Asseyant toujours davantage sa place singulière sur le territoire des Alpes-Maritimes depuis l’arrivée à sa tête de Pierre Caussin, le Forum Jacques Prévert entérine sa volonté de fédérer les grands lieux culturels azuréens avec une nouvelle édition du festival Trajectoires. Créé en 2019, ce temps fort vise à faire circuler les publics autour de propositions intimistes et exigeantes. Depuis 2022, l’événement se construit à l’échelle du département.
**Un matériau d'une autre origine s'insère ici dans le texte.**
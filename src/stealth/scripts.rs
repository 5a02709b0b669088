//! Evasion scripts, injected in this order before any page script runs.
//! Each reads its values from the frozen `window.__wf` bootstrap.

pub(crate) const EVASIONS: &[(&str, &str)] = &[
    ("cdp_evasion", CDP_EVASION),
    ("navigator_webdriver", NAVIGATOR_WEBDRIVER),
    ("navigator_languages", NAVIGATOR_LANGUAGES),
    ("navigator_plugins", NAVIGATOR_PLUGINS),
    ("navigator_permissions", NAVIGATOR_PERMISSIONS),
    ("hardware", HARDWARE),
    ("webgl_vendor", WEBGL_VENDOR),
    ("canvas_noise", CANVAS_NOISE),
    ("chrome_runtime", CHROME_RUNTIME),
];

const CDP_EVASION: &str = r"
(() => {
    for (const key of Object.keys(window)) {
        if (/^cdc_[a-zA-Z0-9]+_(Array|Promise|Symbol|JSON|Object|Proxy)$/.test(key)) {
            delete window[key];
        }
    }
})();
";

const NAVIGATOR_WEBDRIVER: &str = r"
(() => {
    const proto = Object.getPrototypeOf(navigator);
    if ('webdriver' in proto) {
        Object.defineProperty(proto, 'webdriver', { get: () => false, configurable: true });
    }
})();
";

const NAVIGATOR_LANGUAGES: &str = r"
(() => {
    const cfg = window.__wf;
    Object.defineProperty(Object.getPrototypeOf(navigator), 'languages', {
        get: () => Object.freeze([...cfg.languages]),
        configurable: true
    });
    Object.defineProperty(Object.getPrototypeOf(navigator), 'platform', {
        get: () => cfg.platform,
        configurable: true
    });
})();
";

const NAVIGATOR_PLUGINS: &str = r"
(() => {
    if (navigator.plugins && navigator.plugins.length > 0) return;
    const data = [
        { name: 'PDF Viewer', filename: 'internal-pdf-viewer', description: 'Portable Document Format' },
        { name: 'Chrome PDF Viewer', filename: 'internal-pdf-viewer', description: 'Portable Document Format' },
        { name: 'Chromium PDF Viewer', filename: 'internal-pdf-viewer', description: 'Portable Document Format' }
    ];
    const proto = Object.getPrototypeOf(navigator.plugins);
    const plugins = Object.create(proto);
    data.forEach((p, i) => {
        plugins[i] = p;
        plugins[p.name] = p;
    });
    Object.defineProperty(plugins, 'length', { value: data.length });
    plugins.item = (i) => plugins[i] || null;
    plugins.namedItem = (n) => plugins[n] || null;
    Object.defineProperty(Object.getPrototypeOf(navigator), 'plugins', {
        get: () => plugins,
        configurable: true
    });
})();
";

const NAVIGATOR_PERMISSIONS: &str = r"
(() => {
    if (!navigator.permissions || !navigator.permissions.query) return;
    const original = navigator.permissions.query.bind(navigator.permissions);
    navigator.permissions.query = (params) =>
        params && params.name === 'notifications'
            ? Promise.resolve({ state: Notification.permission, onchange: null })
            : original(params);
})();
";

const HARDWARE: &str = r"
(() => {
    const cfg = window.__wf;
    Object.defineProperty(Object.getPrototypeOf(navigator), 'hardwareConcurrency', {
        get: () => cfg.hardwareConcurrency,
        configurable: true
    });
    Object.defineProperty(screen, 'width', { get: () => cfg.screenWidth });
    Object.defineProperty(screen, 'height', { get: () => cfg.screenHeight });
    Object.defineProperty(screen, 'availWidth', { get: () => cfg.screenWidth });
    Object.defineProperty(screen, 'availHeight', { get: () => cfg.screenHeight - 40 });
})();
";

const WEBGL_VENDOR: &str = r"
(() => {
    const cfg = window.__wf;
    const handler = {
        apply(target, ctx, args) {
            const param = args && args[0];
            if (param === 37445) return cfg.webglVendor;
            if (param === 37446) return cfg.webglRenderer;
            return Reflect.apply(target, ctx, args);
        }
    };
    for (const ctor of [window.WebGLRenderingContext, window.WebGL2RenderingContext]) {
        if (ctor) {
            ctor.prototype.getParameter = new Proxy(ctor.prototype.getParameter, handler);
        }
    }
})();
";

const CANVAS_NOISE: &str = r"
(() => {
    const seed = window.__wf.sessionSeed;
    let h = 0;
    for (let i = 0; i < seed.length; i++) h = (h * 31 + seed.charCodeAt(i)) | 0;
    const original = CanvasRenderingContext2D.prototype.getImageData;
    CanvasRenderingContext2D.prototype.getImageData = function (...args) {
        const image = original.apply(this, args);
        for (let i = 0; i < image.data.length; i += 97) {
            image.data[i] = image.data[i] ^ ((h >> (i % 24)) & 1);
        }
        return image;
    };
})();
";

const CHROME_RUNTIME: &str = r"
(() => {
    if (!window.chrome) window.chrome = {};
    if (!window.chrome.runtime) {
        window.chrome.runtime = {
            connect: () => ({
                onMessage: { addListener() {}, removeListener() {} },
                postMessage() {}
            }),
            sendMessage() {}
        };
    }
    if (!window.chrome.app) {
        window.chrome.app = { isInstalled: false };
    }
})();
";
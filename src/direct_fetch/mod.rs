//! Direct HTTP(S) fetch without a rendering engine
//!
//! One request/response cycle over a shared `reqwest::Client`: redirects are
//! followed by hand so every hop passes URL validation, the body is streamed
//! under a hard size cap, and the outcome is classified into the fetch error
//! taxonomy so the strategy can decide whether a browser is worth trying.

use std::collections::HashSet;
use std::time::Duration;

use futures::StreamExt;
use reqwest::header::{self, HeaderMap, HeaderValue};
use reqwest::{Client, Response, StatusCode, redirect};
use tokio_util::sync::CancellationToken;
use tracing::{debug, trace};
use url::Url;

use crate::error::{FetchError, Result};
use crate::fetch_types::FetchResult;
use crate::url_safety::{validate_url, validate_user_agent};
use crate::utils::constants::{
    MAX_REDIRECTS, MAX_RESPONSE_BYTES, MIN_CONTENT_BYTES, random_user_agent,
};

/// Markers of an interstitial served in place of content
const CHALLENGE_MARKERS: [&str; 2] = ["cf-browser-verification", "Just a moment..."];

type UrlValidator = fn(&str) -> Result<Url>;

/// Stateless direct fetcher; cheap to clone, shares one connection pool
#[derive(Debug, Clone)]
pub struct DirectFetcher {
    client: Client,
    validate: UrlValidator,
}

impl DirectFetcher {
    /// # Errors
    /// `FetchError::Network` if the HTTP client cannot be constructed.
    pub fn new() -> Result<Self> {
        let client = Client::builder()
            .redirect(redirect::Policy::none())
            .default_headers(browser_headers())
            .connect_timeout(Duration::from_secs(10))
            .build()
            .map_err(|e| FetchError::network(format!("Failed to build HTTP client: {e}")))?;

        Ok(Self {
            client,
            validate: validate_url,
        })
    }

    /// Swap the URL policy. Lets in-crate tests talk to a loopback mock server.
    #[cfg(test)]
    pub(crate) fn with_url_validator(mut self, validate: UrlValidator) -> Self {
        self.validate = validate;
        self
    }

    /// Fetch `url` directly.
    ///
    /// `timeout` bounds the whole exchange including redirects and the body.
    ///
    /// # Errors
    /// - `Security`: unsafe URL or redirect, redirect loop, non-HTML content, oversized body
    /// - `Blocked`: 403/503, a near-empty body or a challenge interstitial
    /// - `Timeout`: budget exhausted
    /// - `Network`: transport failure or any other non-2xx status
    /// - `Aborted`: `cancel` fired
    pub async fn simple_fetch(
        &self,
        url: &str,
        user_agent: Option<&str>,
        timeout: Duration,
        cancel: &CancellationToken,
    ) -> Result<FetchResult> {
        let user_agent = match user_agent {
            Some(ua) => {
                validate_user_agent(ua)?;
                ua
            }
            None => random_user_agent(),
        };

        tokio::select! {
            biased;
            () = cancel.cancelled() => Err(FetchError::Aborted),
            outcome = tokio::time::timeout(timeout, self.fetch_following_redirects(url, user_agent)) => {
                outcome.map_err(|_| {
                    FetchError::timeout(format!(
                        "Direct fetch of {url} exceeded {} ms",
                        timeout.as_millis()
                    ))
                })?
            }
        }
    }

    async fn fetch_following_redirects(&self, url: &str, user_agent: &str) -> Result<FetchResult> {
        let mut current = (self.validate)(url)?;
        let mut seen = HashSet::from([loop_key(&current)]);
        let mut hops = 0usize;

        loop {
            trace!("GET {current}");
            let response = self
                .client
                .get(current.clone())
                .header(header::USER_AGENT, user_agent)
                .send()
                .await?;

            if !response.status().is_redirection() {
                return read_response(response, current).await;
            }

            let location = response
                .headers()
                .get(header::LOCATION)
                .and_then(|v| v.to_str().ok())
                .ok_or_else(|| {
                    FetchError::network(format!(
                        "Redirect {} from {current} has no usable Location header",
                        response.status()
                    ))
                })?;

            let next = current
                .join(location)
                .map_err(|e| FetchError::security(format!("Invalid redirect target {location:?}: {e}")))?;
            let next = (self.validate)(next.as_str())?;

            if !seen.insert(loop_key(&next)) {
                return Err(FetchError::security(format!(
                    "Redirect loop detected at {next}"
                )));
            }
            hops += 1;
            if hops > MAX_REDIRECTS {
                return Err(FetchError::security(format!(
                    "Too many redirects (max {MAX_REDIRECTS})"
                )));
            }

            debug!("Following redirect {current} -> {next}");
            current = next;
        }
    }
}

/// Fragments never reach the server, so they cannot tell two hops apart
fn loop_key(url: &Url) -> String {
    let mut key = url.clone();
    key.set_fragment(None);
    key.into()
}

fn browser_headers() -> HeaderMap {
    let mut headers = HeaderMap::new();
    headers.insert(
        header::ACCEPT,
        HeaderValue::from_static(
            "text/html,application/xhtml+xml,application/xml;q=0.9,image/avif,image/webp,*/*;q=0.8",
        ),
    );
    headers.insert(
        header::ACCEPT_LANGUAGE,
        HeaderValue::from_static("en-US,en;q=0.9"),
    );
    headers.insert(header::DNT, HeaderValue::from_static("1"));
    headers.insert(header::CONNECTION, HeaderValue::from_static("keep-alive"));
    headers.insert(
        header::UPGRADE_INSECURE_REQUESTS,
        HeaderValue::from_static("1"),
    );
    headers
}

async fn read_response(response: Response, final_url: Url) -> Result<FetchResult> {
    let status = response.status();

    if status == StatusCode::FORBIDDEN || status == StatusCode::SERVICE_UNAVAILABLE {
        return Err(FetchError::blocked(
            format!("{final_url} answered {status}"),
            Some(status.as_u16()),
        ));
    }
    if !status.is_success() {
        return Err(FetchError::network(format!(
            "{final_url} answered {status}"
        )));
    }

    let content_type = response
        .headers()
        .get(header::CONTENT_TYPE)
        .and_then(|v| v.to_str().ok())
        .map(str::to_string);
    let is_html = content_type.as_deref().is_some_and(|ct| {
        let ct = ct.to_ascii_lowercase();
        ct.contains("text/html") || ct.contains("application/xhtml+xml")
    });
    if !is_html {
        return Err(FetchError::security(format!(
            "Unsupported content type {:?} from {final_url}",
            content_type.as_deref().unwrap_or("<none>")
        )));
    }

    let body = read_capped(response).await?;
    let html = String::from_utf8_lossy(&body).into_owned();

    if html.len() < MIN_CONTENT_BYTES {
        return Err(FetchError::blocked(
            format!("Response from {final_url} is only {} bytes", html.len()),
            Some(status.as_u16()),
        ));
    }
    if let Some(marker) = CHALLENGE_MARKERS.iter().find(|m| html.contains(**m)) {
        return Err(FetchError::blocked(
            format!("Challenge page ({marker}) served by {final_url}"),
            Some(status.as_u16()),
        ));
    }

    Ok(FetchResult::html(
        html,
        final_url,
        Some(status.as_u16()),
        content_type,
    ))
}

/// Stream the body, refusing anything over `MAX_RESPONSE_BYTES`
async fn read_capped(response: Response) -> Result<Vec<u8>> {
    let expected_size = response.content_length().unwrap_or(0);
    if expected_size > MAX_RESPONSE_BYTES as u64 {
        return Err(FetchError::security(format!(
            "Response too large: {expected_size} bytes exceeds limit of {MAX_RESPONSE_BYTES} bytes"
        )));
    }

    let mut buffer = Vec::with_capacity(usize::try_from(expected_size).unwrap_or(0));
    let mut stream = response.bytes_stream();

    while let Some(chunk) = stream.next().await {
        let chunk = chunk?;
        let new_total = buffer.len() + chunk.len();
        if new_total > MAX_RESPONSE_BYTES {
            return Err(FetchError::security(format!(
                "Response exceeded size limit during download: {new_total} bytes (max: {MAX_RESPONSE_BYTES})"
            )));
        }
        buffer.extend_from_slice(&chunk);
    }

    Ok(buffer)
}

#[cfg(test)]
mod tests;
Il essaime désormais dans plusieurs villes du littoral et du moyen-pays – Carros, Nice, Grasse, Cannes, Mougins et Mouans-Sartoux. Sa ligne artistique, quant à elle, reste inchangée : convier des artistes qui interrogent notre rapport au monde par le biais des récits de vie. De précieux parti pris sociétaux, tragiques ou humoristiques, qui résonnent et se prolongent durant des tables rondes, échanges, temps forts tour à tour festifs ou réflexifs, pour solliciter la tête et les jambes. 

Féminismes pluriels 

Les prismes féminins sont à l’honneur cette année. Après lui avoir consacré sa thèse de philosophie-psychanalyse – Frida Kahlo, martyr enfanté par l’effondrement –, Bénédicte Allard construit un solo autour du personnage sulfureux de l’artiste peintre, « femme dans un monde d’hommes. Elle s’est imposée à moi comme la personnification criante d’un art enfanté dans la douleur et la désintégration. Je suis tombée amoureuse de ses toiles, tableaux de vie empreints de chair, de sang, de folie, de sexe, de rire, de souffrance, de mélancolie et d’amour. »  (Frida Kahlo, ma réalité, les1er et 2 février au Théâtre national de Nice).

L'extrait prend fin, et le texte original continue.